### [Exercise details]
Please copy each line from the entries that contains the string "Parwan".

### [Data excerpts]
//! HTTP API tests against a live server on an ephemeral port.

use std::net::SocketAddr;
use std::sync::mpsc;
use std::thread::JoinHandle;

use tokio::net::TcpListener;
use tokio::sync::oneshot;

use province_routes::client::{ClientConfig, ClientError, RouteServiceClient};
use province_routes::config::ServerConfig;
use province_routes::server::{AppState, serve_on};

// ============================================================================
// Test Infrastructure
// ============================================================================

struct TestServer {
    addr: SocketAddr,
    shutdown: Option<oneshot::Sender<()>>,
    handle: Option<JoinHandle<()>>,
}

impl TestServer {
    fn start() -> Self {
        Self::start_with(ServerConfig::default())
    }

    fn start_with(config: ServerConfig) -> Self {
        let (addr_tx, addr_rx) = mpsc::channel();
        let (shutdown_tx, shutdown_rx) = oneshot::channel::<()>();

        let handle = std::thread::spawn(move || {
            let runtime = tokio::runtime::Builder::new_multi_thread()
                .worker_threads(2)
                .enable_all()
                .build()
                .expect("build runtime");
            runtime.block_on(async move {
                let listener = TcpListener::bind("127.0.0.1:0").await.expect("bind listener");
                addr_tx
                    .send(listener.local_addr().expect("local addr"))
                    .expect("send addr");
                let shutdown = async move {
                    let _ = shutdown_rx.await;
                };
                serve_on(listener, AppState::new(config), shutdown)
                    .await
                    .expect("serve app");
            });
        });

        let addr = addr_rx.recv().expect("server address");
        Self {
            addr,
            shutdown: Some(shutdown_tx),
            handle: Some(handle),
        }
    }

    fn base_url(&self) -> String {
        format!("http://{}", self.addr)
    }

    fn client(&self) -> RouteServiceClient {
        RouteServiceClient::new(ClientConfig {
            base_url: self.base_url(),
            timeout_secs: 5,
        })
        .expect("build client")
    }

    fn get_json(&self, path: &str) -> (u16, serde_json::Value) {
        let response = reqwest::blocking::get(format!("{}{}", self.base_url(), path))
            .expect("send request");
        let status = response.status().as_u16();
        (status, response.json().expect("json body"))
    }
}

impl Drop for TestServer {
    fn drop(&mut self) {
        if let Some(tx) = self.shutdown.take() {
            let _ = tx.send(());
        }
        if let Some(handle) = self.handle.take() {
            let _ = handle.join();
        }
    }
}

// ============================================================================
// Connections
// ============================================================================

#[test]
fn lists_full_adjacency_map() {
    let server = TestServer::start();
    let body = server.client().connections().expect("connections");

    assert!(body.success);
    assert_eq!(body.connections.len(), 34);
    assert!(body.connections["Herat"].is_empty());
    assert!(body.connections["Kabul"].contains(&"Laghman".to_string()));
    assert!(body.connections.contains_key("Sar-e Pol"));
}

#[test]
fn province_connections_accept_localized_names() {
    let server = TestServer::start();
    let body = server
        .client()
        .province_connections("کابل")
        .expect("province connections");

    assert!(body.success);
    assert_eq!(body.province, "Kabul");
    assert_eq!(body.connections[0], "Parwan");
}

#[test]
fn province_with_space_in_name() {
    let server = TestServer::start();
    let body = server
        .client()
        .province_connections("Maidan Wardak")
        .expect("province connections");
    assert_eq!(body.province, "Maidan Wardak");
    assert!(body.connections.contains(&"Ghazni".to_string()));
}

#[test]
fn unknown_province_is_404_with_echoed_input() {
    let server = TestServer::start();
    match server.client().province_connections("Atlantis") {
        Err(ClientError::NotFound(message)) => assert!(message.contains("Atlantis")),
        other => panic!("expected not found, got {:?}", other),
    }

    let (status, body) = server.get_json("/api/provincial-connections/Atlantis");
    assert_eq!(status, 404);
    assert_eq!(body["success"], false);
    assert_eq!(body["message"], "Province 'Atlantis' not found");
}

#[test]
fn undecodable_province_is_404_json() {
    let server = TestServer::start();
    let (status, body) = server.get_json("/api/provincial-connections/%FF");
    assert_eq!(status, 404);
    assert_eq!(body["success"], false);
    assert_eq!(body["message"], "Province '%FF' not found");
}

// ============================================================================
// Check route
// ============================================================================

#[test]
fn check_route_returns_reversed_table_route() {
    let server = TestServer::start();
    let body = server
        .client()
        .check_route("Kabul", "Badakhshan")
        .expect("check route");

    assert!(body.success);
    assert!(body.connected);
    assert_eq!(body.hops, 5);
    assert_eq!(
        body.route.en,
        "Kabul → Parwan → Baghlan → Kunduz → Takhar → Badakhshan"
    );
    assert!(body.route.prs.starts_with("کابل"));
    assert_eq!(body.route_details.len(), 6);
    assert_eq!(body.route_details[5].en, "Badakhshan");
}

#[test]
fn check_route_not_connected_is_success() {
    let server = TestServer::start();
    let body = server
        .client()
        .check_route("Badghis", "Khost")
        .expect("check route");

    assert!(body.success);
    assert!(!body.connected);
    assert_eq!(body.hops, 0);
    assert_eq!(body.route.en, "");
    assert!(body.route_details.is_empty());
    assert!(body.message.contains("No route found"));
}

#[test]
fn check_route_unknown_province_is_404() {
    let server = TestServer::start();
    let (status, body) =
        server.get_json("/api/provincial-connections/check-route/Kabul/Gotham");
    assert_eq!(status, 404);
    assert_eq!(body["success"], false);
    assert!(body["message"].as_str().unwrap().contains("Gotham"));
}

#[test]
fn check_route_undecodable_destination_is_404_json() {
    let server = TestServer::start();
    let (status, body) = server.get_json("/api/provincial-connections/check-route/Kabul/%FF");
    assert_eq!(status, 404);
    assert_eq!(body["success"], false);
    assert_eq!(body["message"], "Province '%FF' not found");

    let (status, _) = server.get_json("/api/provincial-connections/shortest-route/%FF/Kabul");
    assert_eq!(status, 404);
}

#[test]
fn check_route_response_uses_camel_case_keys() {
    let server = TestServer::start();
    let (status, body) =
        server.get_json("/api/provincial-connections/check-route/Kabul/Parwan");
    assert_eq!(status, 200);
    assert!(body.get("routeDetails").is_some());
    assert_eq!(body["hops"], 1);
    assert_eq!(body["route"]["en"], "Kabul → Parwan");
}

// ============================================================================
// Find routes
// ============================================================================

#[test]
fn find_routes_with_hop_bound() {
    let server = TestServer::start();
    let body = server
        .client()
        .find_routes("Kabul", "Nangarhar", Some(2))
        .expect("find routes");

    assert!(body.success);
    assert_eq!(body.count, body.routes.en.len());
    assert_eq!(body.count, body.route_details.len());
    assert!(body.routes.en.contains(&"Kabul → Laghman → Nangarhar".to_string()));
    assert!(body.route_details.iter().all(|route| route.len() <= 3));
}

#[test]
fn find_routes_defaults_invalid_bound() {
    let server = TestServer::start();
    let client = server.client();
    let default = client.find_routes("Kabul", "Ghazni", None).expect("default");
    let explicit = client.find_routes("Kabul", "Ghazni", Some(3)).expect("explicit");
    assert_eq!(default.count, explicit.count);

    let (status, body) = server
        .get_json("/api/provincial-connections/find-routes/Kabul/Ghazni?maxHops=abc");
    assert_eq!(status, 200);
    assert_eq!(body["count"], explicit.count);

    let (_, body) =
        server.get_json("/api/provincial-connections/find-routes/Kabul/Ghazni?maxHops=0");
    assert_eq!(body["count"], explicit.count);
}

#[test]
fn find_routes_repeated_bound_uses_default() {
    let server = TestServer::start();
    let default = server
        .client()
        .find_routes("Kabul", "Ghazni", None)
        .expect("default");

    let (status, body) = server
        .get_json("/api/provincial-connections/find-routes/Kabul/Ghazni?maxHops=1&maxHops=2");
    assert_eq!(status, 200);
    assert_eq!(body["success"], true);
    assert_eq!(body["count"], default.count);
}

#[test]
fn find_routes_clamps_large_bound() {
    let server = TestServer::start();
    let client = server.client();
    let capped = client.find_routes("Khost", "Kunar", Some(8)).expect("capped");
    let huge = client.find_routes("Khost", "Kunar", Some(1000)).expect("huge");
    assert_eq!(capped.count, huge.count);
    assert!(huge.route_details.iter().all(|route| route.len() <= 9));
}

#[test]
fn find_routes_unknown_province_is_404() {
    let server = TestServer::start();
    let result = server.client().find_routes("Gotham", "Kabul", None);
    assert!(matches!(result, Err(ClientError::NotFound(_))));
}

// ============================================================================
// Shortest route
// ============================================================================

#[test]
fn shortest_route_direct_edge() {
    let server = TestServer::start();
    let body = server
        .client()
        .shortest_route("Kabul", "Laghman")
        .expect("shortest route");

    assert!(body.success);
    assert_eq!(body.hops, 1);
    assert_eq!(body.route.en, "Kabul → Laghman");
    assert_eq!(body.route_details.len(), 2);
}

#[test]
fn shortest_route_unreachable_is_404() {
    let server = TestServer::start();
    let result = server.client().shortest_route("Kabul", "Herat");
    assert!(matches!(result, Err(ClientError::NotFound(_))));
}

#[test]
fn shortest_route_accepts_pashto_input() {
    let server = TestServer::start();
    let body = server
        .client()
        .shortest_route("ننګرهار", "کابل")
        .expect("shortest route");
    assert_eq!(body.route.en, "Nangarhar → Kabul");
    assert_eq!(body.route.pbt, "ننګرهار → کابل");
}

// ============================================================================
// Configuration
// ============================================================================

#[test]
fn configured_default_hops_apply() {
    let mut config = ServerConfig::default();
    config.query.default_max_hops = 1;
    let server = TestServer::start_with(config);

    let body = server
        .client()
        .find_routes("Kabul", "Nangarhar", None)
        .expect("find routes");
    assert_eq!(body.count, 1);
    assert_eq!(body.routes.en, vec!["Kabul → Nangarhar".to_string()]);
}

### [Written answer]
    assert_eq!(body.connections[0], "Parwan");
        "Kabul → Parwan → Baghlan → Kunduz → Takhar → Badakhshan"
        server.get_json("/api/provincial-connections/check-route/Kabul/Parwan");
    assert_eq!(body["route"]["en"], "Kabul → Parwan");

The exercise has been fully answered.